As I got sicker and sicker, I finally called a doc. Because I'm pg, the buck got passed a lot until I finally in desperation went in to urgent care. There, I was told that the doctor was "99% sure my problem was just asthma", he gave me a breathing treatment and prednisone, and I persuaded him that I must be sick because I don't get reactive lungs unless I am sick. So he offered amoxicillan. My best guess at that point was atypical pneumonia, which responds better to Erythromycin family drugs, and they prescribed Zithromax for me. This, as it turns out, was the only thing they did right.
The Zithromax immediately helped me feel less sick, the asthma drugs forced my lungs open, but the cough stayed--which is not typical for asthma. After about a week, I contacted my allergist, who saw me, tested me, said, "Are you sure you have asthma? I think you just have a virus" because my lung function was so good, and sent me home.

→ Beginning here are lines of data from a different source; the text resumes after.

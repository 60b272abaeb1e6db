//! Ollama-backed Semantic Analyzer for intentgate.
//!
//! Implements [`intentgate_core::IntentAnalyzer`] against a local Ollama
//! instance, so intent analysis needs no external cloud service. The broker
//! only ever sees typed verdicts or a typed [`intentgate_core::AnalyzerError`]: all prompt
//! construction and best-effort recovery of the model's text output lives
//! here, behind the trait boundary.
//!
//! ```text
//! ┌──────────┐    ┌────────────────┐    ┌────────────┐
//! │  Broker   │───▶│ OllamaAnalyzer │───▶│   Ollama    │
//! │ (trait)   │    │ prompt + repair│    │ /api/generate│
//! └──────────┘    └────────────────┘    └────────────┘
//! ```

mod ollama;
mod repair;

pub use ollama::{OllamaAnalyzer, OllamaClient};
pub use repair::parse_json_output;
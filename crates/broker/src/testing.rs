//! Test doubles for the analyzer boundary.
//!
//! `StubAnalyzer` returns canned verdicts, records per-method call counts,
//! and can be told to fail any method. Transaction verdicts can also be
//! queued so successive validations see different outcomes. Public so
//! integration tests and downstream consumers can drive a broker without a
//! live model.

use intentgate_core::{
    AnalyzerError, ClientIntent, CompatibilityReport, CompatibilityStatus, DataSensitivity,
    DriftAction, DriftReport, DriftSeverity, IntentAnalyzer, ResponseVerdict, ServerCapability,
    SuggestedAction, TransactionRecord, TransactionVerdict, ValidationResult,
};
use async_trait::async_trait;
use chrono::Utc;
use std::collections::{HashMap, VecDeque};
use std::sync::atomic::{AtomicUsize, Ordering};
use std::sync::Mutex;

/// Per-method call counters, readable from tests.
#[derive(Default)]
pub struct CallCounts {
    compatibility: AtomicUsize,
    transaction: AtomicUsize,
    response: AtomicUsize,
    drift: AtomicUsize,
}

impl CallCounts {
    pub fn compatibility(&self) -> usize {
        self.compatibility.load(Ordering::SeqCst)
    }

    pub fn transaction(&self) -> usize {
        self.transaction.load(Ordering::SeqCst)
    }

    pub fn response(&self) -> usize {
        self.response.load(Ordering::SeqCst)
    }

    pub fn drift(&self) -> usize {
        self.drift.load(Ordering::SeqCst)
    }
}

type StubResult<T> = Result<T, AnalyzerError>;

/// Scripted analyzer double.
pub struct StubAnalyzer {
    pub calls: CallCounts,
    compatibility: Mutex<StubResult<CompatibilityReport>>,
    /// Queued one-shot transaction verdicts, consumed front-first.
    transaction_queue: Mutex<VecDeque<StubResult<TransactionVerdict>>>,
    transaction_default: Mutex<StubResult<TransactionVerdict>>,
    response: Mutex<StubResult<ResponseVerdict>>,
    drift: Mutex<StubResult<DriftReport>>,
}

impl StubAnalyzer {
    fn with_compatibility(report: CompatibilityReport) -> Self {
        Self {
            calls: CallCounts::default(),
            compatibility: Mutex::new(Ok(report)),
            transaction_queue: Mutex::new(VecDeque::new()),
            transaction_default: Mutex::new(Ok(valid_transaction_verdict(0.9))),
            response: Mutex::new(Ok(compliant_response_verdict())),
            drift: Mutex::new(Ok(no_drift_report())),
        }
    }

    /// Analyzer that finds every pairing compatible at the given confidence.
    pub fn compatible(confidence: f64) -> Self {
        Self::with_compatibility(CompatibilityReport {
            status: CompatibilityStatus::Compatible,
            confidence,
            reasons: vec!["Intent matches capability".into()],
            suggested_constraints: Vec::new(),
            risk_assessment: serde_json::Map::new(),
            metadata: serde_json::Map::new(),
        })
    }

    /// Analyzer that rejects every pairing.
    pub fn incompatible() -> Self {
        Self::with_compatibility(CompatibilityReport {
            status: CompatibilityStatus::Incompatible,
            confidence: 0.95,
            reasons: vec!["Capability does not cover requested data".into()],
            suggested_constraints: Vec::new(),
            risk_assessment: serde_json::Map::new(),
            metadata: serde_json::Map::new(),
        })
    }

    /// Analyzer that asks for renegotiation on every pairing.
    pub fn requires_negotiation() -> Self {
        Self::with_compatibility(CompatibilityReport {
            status: CompatibilityStatus::RequiresNegotiation,
            confidence: 0.6,
            reasons: vec!["Overlap is partial".into()],
            suggested_constraints: Vec::new(),
            risk_assessment: serde_json::Map::new(),
            metadata: serde_json::Map::new(),
        })
    }

    pub fn set_suggested_constraints(&self, constraints: Vec<String>) {
        if let Ok(report) = &mut *self.compatibility.lock().unwrap() {
            report.suggested_constraints = constraints;
        }
    }

    pub fn fail_compatibility(&self, error: AnalyzerError) {
        *self.compatibility.lock().unwrap() = Err(error);
    }

    /// Queue a one-shot transaction verdict ahead of the default.
    pub fn queue_transaction(&self, verdict: TransactionVerdict) {
        self.transaction_queue.lock().unwrap().push_back(Ok(verdict));
    }

    pub fn queue_transaction_error(&self, error: AnalyzerError) {
        self.transaction_queue.lock().unwrap().push_back(Err(error));
    }

    /// Replace the default verdict returned once the queue is drained.
    pub fn set_transaction_default(&self, verdict: TransactionVerdict) {
        *self.transaction_default.lock().unwrap() = Ok(verdict);
    }

    pub fn fail_transactions(&self, error: AnalyzerError) {
        *self.transaction_default.lock().unwrap() = Err(error);
    }

    pub fn set_response(&self, verdict: ResponseVerdict) {
        *self.response.lock().unwrap() = Ok(verdict);
    }

    pub fn fail_response(&self, error: AnalyzerError) {
        *self.response.lock().unwrap() = Err(error);
    }

    pub fn set_drift(&self, report: DriftReport) {
        *self.drift.lock().unwrap() = Ok(report);
    }

    pub fn fail_drift(&self, error: AnalyzerError) {
        *self.drift.lock().unwrap() = Err(error);
    }
}

#[async_trait]
impl IntentAnalyzer for StubAnalyzer {
    fn name(&self) -> &str {
        "stub"
    }

    async fn analyze_compatibility(
        &self,
        _intent: &ClientIntent,
        _capability: &ServerCapability,
    ) -> StubResult<CompatibilityReport> {
        self.calls.compatibility.fetch_add(1, Ordering::SeqCst);
        self.compatibility.lock().unwrap().clone()
    }

    async fn validate_transaction(
        &self,
        _request: &serde_json::Value,
        _response: Option<&serde_json::Value>,
        _purpose: &str,
        _constraints: &[String],
    ) -> StubResult<TransactionVerdict> {
        self.calls.transaction.fetch_add(1, Ordering::SeqCst);
        if let Some(next) = self.transaction_queue.lock().unwrap().pop_front() {
            return next;
        }
        self.transaction_default.lock().unwrap().clone()
    }

    async fn validate_response(
        &self,
        _intent: &ClientIntent,
        _capability: &ServerCapability,
        _request: &serde_json::Value,
        _response: &serde_json::Value,
        _constraints: &[String],
    ) -> StubResult<ResponseVerdict> {
        self.calls.response.fetch_add(1, Ordering::SeqCst);
        self.response.lock().unwrap().clone()
    }

    async fn analyze_drift(
        &self,
        _purpose: &str,
        _records: &[TransactionRecord],
        _window_hours: i64,
    ) -> StubResult<DriftReport> {
        self.calls.drift.fetch_add(1, Ordering::SeqCst);
        self.drift.lock().unwrap().clone()
    }
}

/// A matched weather intent/capability pair for tests: sixty-minute session,
/// read-only client, public data.
pub fn declarations() -> (ClientIntent, ServerCapability) {
    let intent = ClientIntent::new(
        "plan a weekend trip",
        vec!["weather".into()],
        vec!["read_only".into()],
        Some(60),
    );
    let capability = ServerCapability::new(
        vec!["weather".into()],
        vec!["no_pii".into()],
        HashMap::from([("requests_per_minute".to_string(), 60)]),
        DataSensitivity::Public,
        vec!["read".into()],
    );
    (intent, capability)
}

/// An allow verdict at the given alignment score. Ids are left empty, the
/// way an analyzer adapter would return them.
pub fn valid_transaction_verdict(alignment_score: f64) -> TransactionVerdict {
    TransactionVerdict {
        contract_id: String::new(),
        transaction_id: String::new(),
        result: ValidationResult::Valid,
        confidence: 0.9,
        reasons: vec!["Request serves the agreed purpose".into()],
        alignment_score,
        risk_factors: Vec::new(),
        suggested_action: SuggestedAction::Allow,
        validated_at: Utc::now(),
        client_protection: None,
    }
}

/// A deny verdict with the given reason.
pub fn invalid_transaction_verdict(reason: &str) -> TransactionVerdict {
    TransactionVerdict {
        contract_id: String::new(),
        transaction_id: String::new(),
        result: ValidationResult::Invalid,
        confidence: 0.85,
        reasons: vec![reason.to_string()],
        alignment_score: 0.1,
        risk_factors: vec!["purpose_mismatch".into()],
        suggested_action: SuggestedAction::Deny,
        validated_at: Utc::now(),
        client_protection: None,
    }
}

/// A flag verdict for behavior that is off but not clearly invalid.
pub fn suspicious_transaction_verdict(reason: &str) -> TransactionVerdict {
    TransactionVerdict {
        contract_id: String::new(),
        transaction_id: String::new(),
        result: ValidationResult::Suspicious,
        confidence: 0.7,
        reasons: vec![reason.to_string()],
        alignment_score: 0.4,
        risk_factors: vec!["anomalous_pattern".into()],
        suggested_action: SuggestedAction::Flag,
        validated_at: Utc::now(),
        client_protection: None,
    }
}

/// A clean client-protection verdict.
pub fn compliant_response_verdict() -> ResponseVerdict {
    ResponseVerdict {
        contract_id: String::new(),
        transaction_id: String::new(),
        result: ValidationResult::Valid,
        confidence: 0.9,
        reasons: vec!["Response stays within declared requirements".into()],
        compliance_score: 0.95,
        privacy_violations: Vec::new(),
        leakage_risks: Vec::new(),
        unexpected_data: Vec::new(),
        suggested_action: SuggestedAction::Allow,
        validated_at: Utc::now(),
    }
}

/// A client-protection verdict flagging the given violations.
pub fn violating_response_verdict(
    privacy_violations: Vec<String>,
    leakage_risks: Vec<String>,
) -> ResponseVerdict {
    ResponseVerdict {
        contract_id: String::new(),
        transaction_id: String::new(),
        result: ValidationResult::Invalid,
        confidence: 0.8,
        reasons: vec!["Response exceeds the client's declared scope".into()],
        compliance_score: 0.2,
        privacy_violations,
        leakage_risks,
        unexpected_data: Vec::new(),
        suggested_action: SuggestedAction::Sanitize,
        validated_at: Utc::now(),
    }
}

pub fn no_drift_report() -> DriftReport {
    DriftReport {
        drift_detected: false,
        severity: DriftSeverity::None,
        indicators: Vec::new(),
        recommended_action: DriftAction::Continue,
        confidence: 0.9,
        error: None,
    }
}

pub fn drift_report(severity: DriftSeverity, action: DriftAction) -> DriftReport {
    DriftReport {
        drift_detected: true,
        severity,
        indicators: vec!["Requests no longer match the stated purpose".into()],
        recommended_action: action,
        confidence: 0.85,
        error: None,
    }
}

A few days later, the asthma drugs were clearly triggering coughing bouts. And now, the coughing bouts were SO bad that I couldn't get my windpipe open or breathe for up to a minute. I called the doctors again. This time, a doc heard my cough. He said, "Oh, that sounds like whooping cough." I said, "But I've been vaccinated. He answered, "So?" The fact that my daughter had been sick for weeks and the sound of my cough clinched the diagnosis for him.
So I looked it up.
Basic facts and misconceptions:
First of all, adults don't usually whoop. The fact that I was whooping meant I was more sick than adults usually get. 12-20% of adults with a cough lasting more than 14 days have whooping cough. If the cough is accompanied by vomiting, or "paroxysmal" (fits of coughing) interspersed with feeling fine, the percentage shoots way up.
Second of all, most kids over 10 years old are vulnerable, almost all adults are vulnerable, unless they've had a vaccine relatively recently. Even at peak efficiency, the pertussis vaccine is only 70%-80% effective, and that effectiveness disappears over time. By a couple years after the last shot, something like 50% of kids are vulnerable. And since the "adult and teen" booster is very recent in the US (filed for approval in August of this year, I believe)few adults have had the vaccine. Most kids got their last shot between ages 5 and 7 years old.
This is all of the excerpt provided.